[Collected data]
Start of Block

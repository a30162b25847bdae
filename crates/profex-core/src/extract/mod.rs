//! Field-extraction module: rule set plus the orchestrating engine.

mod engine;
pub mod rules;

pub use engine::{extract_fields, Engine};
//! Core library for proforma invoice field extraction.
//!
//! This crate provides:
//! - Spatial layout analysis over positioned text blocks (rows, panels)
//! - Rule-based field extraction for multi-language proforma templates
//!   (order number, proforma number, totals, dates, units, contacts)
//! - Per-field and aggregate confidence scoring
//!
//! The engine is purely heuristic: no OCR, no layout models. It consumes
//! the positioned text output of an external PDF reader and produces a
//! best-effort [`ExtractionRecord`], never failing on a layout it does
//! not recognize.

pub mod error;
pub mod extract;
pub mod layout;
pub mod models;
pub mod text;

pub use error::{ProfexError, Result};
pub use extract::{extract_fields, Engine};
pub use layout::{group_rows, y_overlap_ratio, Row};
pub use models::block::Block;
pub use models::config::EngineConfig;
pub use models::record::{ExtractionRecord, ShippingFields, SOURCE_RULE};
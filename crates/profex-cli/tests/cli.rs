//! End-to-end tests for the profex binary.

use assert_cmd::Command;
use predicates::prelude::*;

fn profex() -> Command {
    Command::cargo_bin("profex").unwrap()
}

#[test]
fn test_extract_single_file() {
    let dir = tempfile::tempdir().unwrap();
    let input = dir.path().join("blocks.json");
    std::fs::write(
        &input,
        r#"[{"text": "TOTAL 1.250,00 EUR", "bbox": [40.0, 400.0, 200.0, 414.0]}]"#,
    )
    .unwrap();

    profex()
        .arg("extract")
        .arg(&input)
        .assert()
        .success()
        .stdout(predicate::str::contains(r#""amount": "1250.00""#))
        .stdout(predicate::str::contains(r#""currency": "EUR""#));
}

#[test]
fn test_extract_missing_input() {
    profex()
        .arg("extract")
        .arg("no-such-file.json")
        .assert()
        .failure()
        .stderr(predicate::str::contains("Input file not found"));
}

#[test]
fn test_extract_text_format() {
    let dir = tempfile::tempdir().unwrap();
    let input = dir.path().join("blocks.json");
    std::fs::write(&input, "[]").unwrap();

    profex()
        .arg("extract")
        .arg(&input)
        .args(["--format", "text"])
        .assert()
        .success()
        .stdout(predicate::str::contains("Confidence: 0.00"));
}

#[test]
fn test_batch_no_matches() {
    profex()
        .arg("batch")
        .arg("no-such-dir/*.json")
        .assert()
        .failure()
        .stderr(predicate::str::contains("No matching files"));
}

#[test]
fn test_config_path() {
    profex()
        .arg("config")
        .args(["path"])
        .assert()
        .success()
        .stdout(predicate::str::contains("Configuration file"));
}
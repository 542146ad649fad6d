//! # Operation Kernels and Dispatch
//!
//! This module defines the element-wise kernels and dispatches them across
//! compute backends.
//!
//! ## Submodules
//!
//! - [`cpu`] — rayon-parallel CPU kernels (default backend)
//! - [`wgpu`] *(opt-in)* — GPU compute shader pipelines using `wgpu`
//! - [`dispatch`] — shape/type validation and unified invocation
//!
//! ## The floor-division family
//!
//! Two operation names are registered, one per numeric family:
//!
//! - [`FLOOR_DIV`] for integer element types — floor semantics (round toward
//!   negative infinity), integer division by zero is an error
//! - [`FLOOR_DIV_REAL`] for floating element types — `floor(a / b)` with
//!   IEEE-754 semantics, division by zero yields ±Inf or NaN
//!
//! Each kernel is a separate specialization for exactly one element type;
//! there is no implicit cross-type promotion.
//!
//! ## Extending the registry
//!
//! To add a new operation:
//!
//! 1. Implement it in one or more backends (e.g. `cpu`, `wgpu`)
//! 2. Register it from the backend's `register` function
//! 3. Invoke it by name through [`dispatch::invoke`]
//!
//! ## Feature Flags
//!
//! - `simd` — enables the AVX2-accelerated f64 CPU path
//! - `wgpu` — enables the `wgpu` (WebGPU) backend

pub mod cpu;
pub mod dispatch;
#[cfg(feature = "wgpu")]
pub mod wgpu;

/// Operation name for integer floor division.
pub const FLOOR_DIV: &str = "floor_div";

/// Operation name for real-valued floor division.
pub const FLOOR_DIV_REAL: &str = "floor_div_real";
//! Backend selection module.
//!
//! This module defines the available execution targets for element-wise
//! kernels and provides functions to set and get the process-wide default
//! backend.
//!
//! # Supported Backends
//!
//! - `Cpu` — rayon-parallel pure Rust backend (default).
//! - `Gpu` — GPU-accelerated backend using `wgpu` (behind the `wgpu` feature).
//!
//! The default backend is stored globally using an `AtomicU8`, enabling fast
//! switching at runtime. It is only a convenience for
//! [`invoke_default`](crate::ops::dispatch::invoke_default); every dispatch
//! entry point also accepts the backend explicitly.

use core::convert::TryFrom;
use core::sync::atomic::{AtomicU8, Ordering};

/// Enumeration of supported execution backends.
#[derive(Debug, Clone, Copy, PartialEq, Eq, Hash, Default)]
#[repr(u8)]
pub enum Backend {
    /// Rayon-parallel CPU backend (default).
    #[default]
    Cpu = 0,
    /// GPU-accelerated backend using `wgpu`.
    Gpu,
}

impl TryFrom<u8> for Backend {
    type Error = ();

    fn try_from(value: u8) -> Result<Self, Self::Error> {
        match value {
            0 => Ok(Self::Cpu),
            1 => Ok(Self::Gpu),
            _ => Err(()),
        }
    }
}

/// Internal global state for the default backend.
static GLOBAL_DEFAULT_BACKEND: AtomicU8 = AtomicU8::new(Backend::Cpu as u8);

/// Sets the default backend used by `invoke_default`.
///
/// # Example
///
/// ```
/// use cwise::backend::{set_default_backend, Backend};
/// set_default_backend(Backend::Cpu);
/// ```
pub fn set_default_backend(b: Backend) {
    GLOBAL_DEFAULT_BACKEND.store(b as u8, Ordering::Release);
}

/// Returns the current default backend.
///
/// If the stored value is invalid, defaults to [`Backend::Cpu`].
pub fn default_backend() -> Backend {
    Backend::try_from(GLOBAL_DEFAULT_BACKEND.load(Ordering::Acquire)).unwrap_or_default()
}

End of Block

Return each line from the records that includes the word "crates".

filename crates/profex-core/src/extract/mod.rs
filename crates/profex-cli/tests/cli.rs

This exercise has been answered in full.